Le M5 RFP : deux objectifs dans un même mouvement
Cette perspective n’a jamais été perçue, au début du mouvement, par les leaders « non religieux » du mouvement. Ces derniers se battaient contre les dérives et l’incapacité de l’ancien régime à trouver des solutions adéquates alors que l’imam Mahmoud Dicko et ses alliés luttaient pour un idéal beaucoup plus lointain et qui avaient beaucoup plus de consistance. Au final, c’est bien l’imam qui gagne et la France qui perd encore. Une perte davantage plus importante, car elle va obliger la France et ses alliés présents au Mali à totalement changer de posture à l’égard du Mali.
Le Mali a vocation à devenir un État islamique si le processus lancé arrive à bout. Dans le moindre des cas, le pays pourra être gouverné à travers un « deal » entre des démocrates « sans consistance » et des extrémistes.
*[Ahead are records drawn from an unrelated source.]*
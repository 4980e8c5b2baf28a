// # Cloudflare DNS Provider
//
// Creates and updates A/AAAA records through the Cloudflare API v4.
//
// - ✅ Looks up the published value (usable as the record resolver)
// - ✅ Creates the record when absent, patches its content when different
// - ✅ Status codes mapped to specific errors (401, 403, 404, 409, 429, 5xx)
// - ✅ Dry-run mode performs lookups and logs intended writes
// - ❌ NO retry logic (owned by the reconcile loop)
// - ❌ NO caching of zone or record IDs between calls
// - ❌ NO background tasks
//
// ## Security Requirements
//
// - API token NEVER appears in logs or Debug output
// - Provider fails at construction if the token is empty
//
// ## API Reference
//
// - List Zones: GET `/zones?name=example.com`
// - List DNS Records: GET `/zones/:zone_id/dns_records?type=A&name=home.example.com`
// - Create DNS Record: POST `/zones/:zone_id/dns_records`
// - Patch DNS Record: PATCH `/zones/:zone_id/dns_records/:record_id`

use async_trait::async_trait;
use dnsync_core::traits::{ApplyOutcome, ClientOptions, DnsProvider, DnsProviderFactory};
use dnsync_core::{CredentialField, Error, ManagedRecord, ProviderCredential, ProviderRegistry, Result};
use serde_json::Value;
use std::net::IpAddr;

/// Cloudflare API base URL
pub const CLOUDFLARE_API_BASE: &str = "https://api.cloudflare.com/client/v4";

const PROVIDER: &str = "cloudflare";

/// "Automatic" TTL in the Cloudflare API
const AUTOMATIC_TTL: u32 = 1;

/// Cloudflare DNS provider
///
/// # Trust Level: Untrusted
///
/// Stateless and single-shot: every call resolves the zone and record from
/// scratch.
///
/// # Dry-Run Mode
///
/// When `dry_run` is true, the provider will:
/// - Perform all GET requests (zone lookup, record lookup)
/// - Log the intended POST or PATCH payload
/// - **NOT** modify DNS records, and report `ApplyOutcome::Skipped`
pub struct CloudflareProvider {
    /// Cloudflare API token
    /// ⚠️ NEVER log this value
    api_token: String,

    /// API root, overridable for tests
    base_url: String,

    /// HTTP client for API requests
    client: reqwest::Client,

    /// Dry-run mode: if true, perform GET requests but skip writes
    dry_run: bool,
}

// Custom Debug implementation that hides the API token
impl std::fmt::Debug for CloudflareProvider {
    fn fmt(&self, f: &mut std::fmt::Formatter<'_>) -> std::fmt::Result {
        f.debug_struct("CloudflareProvider")
            .field("api_token", &"<REDACTED>")
            .field("base_url", &self.base_url)
            .field("dry_run", &self.dry_run)
            .finish()
    }
}

/// An existing record as returned by the list endpoint
#[derive(Debug, Clone, PartialEq, Eq)]
struct ExistingRecord {
    id: String,
    ip: IpAddr,
}

impl CloudflareProvider {
    /// Create a new Cloudflare provider
    ///
    /// # Parameters
    ///
    /// - `api_token`: Cloudflare API token with Zone:DNS:Edit permissions
    /// - `options`: Request timeout and dry-run flag
    ///
    /// # Returns
    ///
    /// - `Err(Error::Config)`: Empty token or HTTP client construction failure
    pub fn new(api_token: impl Into<String>, options: &ClientOptions) -> Result<Self> {
        let api_token = api_token.into();
        if api_token.is_empty() {
            return Err(Error::config("Cloudflare API token cannot be empty"));
        }

        let client = reqwest::Client::builder()
            .timeout(options.timeout)
            .build()
            .map_err(|e| Error::config(format!("Failed to build HTTP client: {}", e)))?;

        Ok(Self {
            api_token,
            base_url: CLOUDFLARE_API_BASE.to_string(),
            client,
            dry_run: options.dry_run,
        })
    }

    /// Point the provider at a different API root
    pub fn with_base_url(mut self, base_url: impl Into<String>) -> Self {
        self.base_url = base_url.into().trim_end_matches('/').to_string();
        self
    }

    /// Whether writes are skipped
    pub fn is_dry_run(&self) -> bool {
        self.dry_run
    }

    /// Send an authenticated request and return the `result` member
    ///
    /// # Parameters
    ///
    /// - `context`: What the request is for, used in error messages
    async fn call(&self, request: reqwest::RequestBuilder, context: &str) -> Result<Value> {
        let response = request
            .bearer_auth(&self.api_token)
            .send()
            .await
            .map_err(|e| Error::http(format!("{}: HTTP request failed: {}", context, e)))?;

        let status = response.status();
        if !status.is_success() {
            let error_text = response
                .text()
                .await
                .unwrap_or_else(|_| "Unable to read error response".to_string());
            return Err(map_status(status.as_u16(), context, &error_text));
        }

        let json: Value = response
            .json()
            .await
            .map_err(|e| Error::provider(PROVIDER, format!("{}: failed to parse response: {}", context, e)))?;

        if json["success"].as_bool() == Some(false) {
            return Err(Error::provider(
                PROVIDER,
                format!("{}: {}", context, api_errors(&json)),
            ));
        }

        Ok(json["result"].clone())
    }

    /// Find the zone ID of the record's registered domain
    async fn zone_id(&self, domain: &str) -> Result<String> {
        tracing::debug!("Looking up zone ID for domain: {}", domain);

        let request = self
            .client
            .get(format!("{}/zones", self.base_url))
            .query(&[("name", domain)]);
        let result = self.call(request, "zone lookup").await?;

        let zone = result
            .as_array()
            .and_then(|zones| zones.first())
            .ok_or_else(|| Error::not_found(format!("Zone not found: {}", domain)))?;

        zone["id"]
            .as_str()
            .map(str::to_string)
            .ok_or_else(|| Error::provider(PROVIDER, "Invalid response format: zone.id is not a string"))
    }

    /// Find the record of the managed name and type, if it exists
    async fn find_record(
        &self,
        zone_id: &str,
        record: &ManagedRecord,
    ) -> Result<Option<ExistingRecord>> {
        let name = record.fqdn();
        let request = self
            .client
            .get(format!("{}/zones/{}/dns_records", self.base_url, zone_id))
            .query(&[("type", record.record_type()), ("name", name.as_str())]);
        let result = self.call(request, "record lookup").await?;

        let Some(entry) = result.as_array().and_then(|records| records.first()) else {
            return Ok(None);
        };

        let id = entry["id"]
            .as_str()
            .ok_or_else(|| Error::provider(PROVIDER, "Invalid response format: record.id is not a string"))?;
        let content = entry["content"]
            .as_str()
            .ok_or_else(|| Error::provider(PROVIDER, "Invalid response format: content is not a string"))?;
        let ip = content
            .parse()
            .map_err(|e| Error::provider(PROVIDER, format!("Invalid IP in response: {}", e)))?;

        Ok(Some(ExistingRecord {
            id: id.to_string(),
            ip,
        }))
    }
}

#[async_trait]
impl DnsProvider for CloudflareProvider {
    /// Point the record at `ip`
    ///
    /// ```http
    /// GET   /zones?name=example.com
    /// GET   /zones/:zone_id/dns_records?type=A&name=home.example.com
    /// POST  /zones/:zone_id/dns_records              (absent)
    /// PATCH /zones/:zone_id/dns_records/:record_id   (different content)
    /// ```
    async fn apply(&self, record: &ManagedRecord, ip: IpAddr) -> Result<ApplyOutcome> {
        let zone_id = self.zone_id(&record.domain).await?;
        let existing = self.find_record(&zone_id, record).await?;
        let mode = if self.dry_run { "DRY-RUN" } else { "LIVE" };

        match existing {
            Some(existing) if existing.ip == ip => {
                tracing::info!("DNS record already has correct IP: {} -> {}", record, ip);
                Ok(ApplyOutcome::Unchanged)
            }
            Some(existing) => {
                let url = format!(
                    "{}/zones/{}/dns_records/{}",
                    self.base_url, zone_id, existing.id
                );
                let payload = serde_json::json!({ "content": ip.to_string() });

                tracing::info!(
                    "Updating Cloudflare record {}: {} -> {} [mode: {}]",
                    record,
                    existing.ip,
                    ip,
                    mode
                );

                if self.dry_run {
                    tracing::info!("[DRY-RUN] Would send PATCH to {} with payload: {}", url, payload);
                    return Ok(ApplyOutcome::Skipped);
                }
                self.call(self.client.patch(&url).json(&payload), "record update")
                    .await?;

                Ok(ApplyOutcome::Updated {
                    previous_ip: Some(existing.ip),
                })
            }
            None => {
                let url = format!("{}/zones/{}/dns_records", self.base_url, zone_id);
                let payload = serde_json::json!({
                    "type": record.record_type(),
                    "name": record.fqdn(),
                    "content": ip.to_string(),
                    "ttl": AUTOMATIC_TTL,
                    "proxied": false,
                });

                tracing::info!("Creating Cloudflare record {} -> {} [mode: {}]", record, ip, mode);

                if self.dry_run {
                    tracing::info!("[DRY-RUN] Would send POST to {} with payload: {}", url, payload);
                    return Ok(ApplyOutcome::Skipped);
                }
                self.call(self.client.post(&url).json(&payload), "record create")
                    .await?;

                Ok(ApplyOutcome::Created)
            }
        }
    }

    async fn lookup(&self, record: &ManagedRecord) -> Result<Option<IpAddr>> {
        let zone_id = self.zone_id(&record.domain).await?;
        Ok(self.find_record(&zone_id, record).await?.map(|r| r.ip))
    }

    fn supports_lookup(&self) -> bool {
        true
    }

    fn provider_name(&self) -> &'static str {
        PROVIDER
    }
}

/// Map a non-success status to an error
fn map_status(status: u16, context: &str, body: &str) -> Error {
    match status {
        401 | 403 => Error::auth(format!(
            "{}: invalid API token or insufficient permissions (status {})",
            context, status
        )),
        404 => Error::not_found(format!("{}: not found", context)),
        409 => Error::provider(
            PROVIDER,
            format!("{}: conflict, record changed concurrently (status 409)", context),
        ),
        429 => Error::rate_limited(format!("{}: rate limit exceeded", context)),
        500..=599 => Error::http(format!(
            "{}: Cloudflare server error (transient): {} - {}",
            context, status, body
        )),
        _ => Error::provider(PROVIDER, format!("{}: {} - {}", context, status, body)),
    }
}

/// Join the `errors[].message` entries of an API response
fn api_errors(json: &Value) -> String {
    let messages: Vec<&str> = json["errors"]
        .as_array()
        .map(|errors| errors.iter().filter_map(|e| e["message"].as_str()).collect())
        .unwrap_or_default();

    if messages.is_empty() {
        "request unsuccessful".to_string()
    } else {
        messages.join("; ")
    }
}

/// Factory for creating Cloudflare providers
pub struct CloudflareFactory;

impl DnsProviderFactory for CloudflareFactory {
    fn required_fields(&self) -> &'static [CredentialField] {
        &[CredentialField::LoginToken]
    }

    fn create(
        &self,
        credential: &ProviderCredential,
        options: &ClientOptions,
    ) -> Result<Box<dyn DnsProvider>> {
        let token = credential.require(CredentialField::LoginToken)?;

        if options.dry_run {
            tracing::warn!("Cloudflare provider running in DRY-RUN mode - no changes will be made");
        }

        Ok(Box::new(CloudflareProvider::new(token, options)?))
    }
}

/// Register the Cloudflare provider with a registry
///
/// # Example
///
/// ```rust
/// use dnsync_core::ProviderRegistry;
///
/// let mut registry = ProviderRegistry::new();
/// dnsync_provider_cloudflare::register(&mut registry);
/// assert!(registry.has_provider("Cloudflare"));
/// ```
pub fn register(registry: &mut ProviderRegistry) {
    registry.register_provider("Cloudflare", Box::new(CloudflareFactory));
}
Quant à la régionalisation ou au fédéralisme, il sera incontournable car il faudra bien distinguer les lois qui s’appliquent aux contrées. Il s’agit bien, ici, de deux postulats que la France et les alliés étaient sensés combattre. Mais il y a échec, le pays a basculé. Pour les souverainistes maliens, les autorités militaires au pouvoir et les civils du M5-RFP qui gouvernent le pays, la France doit lâcher prise et peut-être même partir du Mali.
L’équation finale semble être assez simple : si la France et ses alliés qui bloquent encore des armes échouent, ils combattront ouvertement l’ensemble d’un système malien vaincu par les groupes extrémistes.